Almost two years ago Craig Hockenberry wrote:
> I am working on a plug-in that uses ScreenSaverDefaults instead of
> NSUserDefaults (so it doesn’t put it's preferences in the
> application's
> domain.)
>
> I'd like to use bindings to manage these user defaults -- but for
> the life
> of me I can't figure out how to do it.
>
> I am loading an instance of NSUserDefaultsController from the NIB
> file --
> but don’t see anyway to get it to use something other than
> [NSUserDefaults
> standardUserDefaults].
>
> I've tried creating my own subclass and overriding the defaults:
> method to
> return an instance of ScreenSaverDefaults, but that doesn't seem to
> have any
> effect. (Interestingly, defaults: is invoked before awakeFromNib:
> so it
> seems we need an instance before the NIB is finished loading.)
>
> The only success I've had is by creating my own instance with
> [[NSUserDefaultsController alloc] initWithDefaults:myDefaults
> initialValues:myInitialValues]. But if I do this, I don’t have
> anything to
> bind against in Interface Builder -- and doing my own
> bind:toObject:withKeyPath:options defeats the purpose of using
> bindings in
> the first place.
>
> Any ideas or suggestions would be most appreciated. At this point
> my only
> option appears to be implementing an NSObjectController with my own
> preference model -- that's a whole lot of code I'd rather not write...

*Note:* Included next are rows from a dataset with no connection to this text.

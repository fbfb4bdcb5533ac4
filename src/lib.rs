pub mod cache;
pub mod config;
pub mod controllers;
pub mod database;
pub mod error;
pub mod extract;
pub mod middleware;
pub mod models;
pub mod redis_client;
pub mod services;
pub mod store;

use axum::{
    http::{header, Method},
    routing::get,
    Router,
};
use std::sync::Arc;
use tower_http::{
    cors::{Any, CorsLayer},
    trace::TraceLayer,
};

use crate::models::{Movie, Seat};
use crate::services::{auth::AuthService, booking::BookingEngine};
use crate::store::{CatalogStore, SeatLedger, Store, StoreResult};

// Shared state for every handler
#[derive(Clone)]
pub struct AppState {
    pub store: Arc<dyn Store>,
    pub engine: BookingEngine,
    pub auth: AuthService,
    pub cache: Option<cache::CacheService>,
    pub config: config::Config,
}

impl AppState {
    pub fn new<S: Store + 'static>(
        store: Arc<S>,
        cache: Option<cache::CacheService>,
        config: config::Config,
    ) -> Arc<Self> {
        let engine = BookingEngine::new(store.clone(), store.clone());
        let auth = AuthService::new(&config.jwt);
        Arc::new(Self {
            store,
            engine,
            auth,
            cache,
            config,
        })
    }

    pub async fn movies(&self) -> StoreResult<Vec<Movie>> {
        match &self.cache {
            Some(cache) => cache.get_movies().await,
            None => self.store.list_movies().await,
        }
    }

    pub async fn seats(&self, show_id: i64) -> StoreResult<Vec<Seat>> {
        match &self.cache {
            Some(cache) => cache.get_seats(show_id).await,
            None => self.store.list_seats(show_id).await,
        }
    }

    pub async fn seats_changed(&self, show_id: i64) {
        if let Some(cache) = &self.cache {
            cache.invalidate_seats(show_id).await;
        }
    }

    pub async fn movies_changed(&self) {
        if let Some(cache) = &self.cache {
            cache.invalidate_movies().await;
        }
    }
}

/// Full HTTP application: health checks, `/api` routes, CORS and request tracing.
pub fn app(state: Arc<AppState>) -> Router {
    let cors = CorsLayer::new()
        .allow_origin(Any)
        .allow_methods([Method::GET, Method::POST, Method::OPTIONS])
        .allow_headers([header::AUTHORIZATION, header::CONTENT_TYPE]);

    Router::new()
        .route("/", get(|| async { "Showtime Booking API v1.0" }))
        .route("/health", get(|| async { "OK" }))
        .nest("/api", controllers::routes())
        .with_state(state)
        .layer(cors)
        .layer(TraceLayer::new_for_http())
}
use sqlx::{postgres::PgPoolOptions, Pool, Postgres};
use std::time::Duration;
use tracing::info;

use crate::config::DatabaseConfig;

#[derive(Clone)]
pub struct Database {
    pub pool: Pool<Postgres>,
}

impl Database {
    // Connection pool; waiting for a free connection is bounded too
    pub async fn new(config: &DatabaseConfig) -> Result<Self, sqlx::Error> {
        let pool = PgPoolOptions::new()
            .max_connections(config.pool_size)
            .acquire_timeout(Duration::from_secs(config.acquire_timeout_seconds))
            .connect(&config.url)
            .await?;

        Ok(Database { pool })
    }

    // Embedded migrations from src/migrations, applied at startup
    pub async fn run_migrations(&self) -> Result<(), sqlx::migrate::MigrateError> {
        info!("Running database migrations...");
        sqlx::migrate!("./src/migrations")
            .run(&self.pool)
            .await?;
        info!("Migrations completed");
        Ok(())
    }

    // Waits for checked-out connections to come back
    pub async fn close(&self) {
        info!("Closing database pool");
        self.pool.close().await;
    }
}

I'm wondering what the current state of the art is on this question.
My searches have only revealed questions, no answers:
http://forums.macnn.com/79/developer-center/189565/subclassing-
nsuserdefaultscontroller/
> You could use initWithDefaults:initialValues: and provide a
> subclass of NSUSerDefaults which uses a specific domain, but
> writing that NSUserDefaults subclass may well be as much work as
> writing your own replacement for NSUserDefaultsController.
Basically, is there any way to use NSUserDefaultsController in
loadable bundles (plug-ins, preference panes etc)? I'd like to keep
the preferences for loadable plug-ins separate from the main
application preferences because it's cleaner to keep things modular,
and because I've run into a weird NSUserDefaults behaviour which
makes it undesirable to do so (specifically, calling
"registerDefaults:" from a plug-in doesn't work).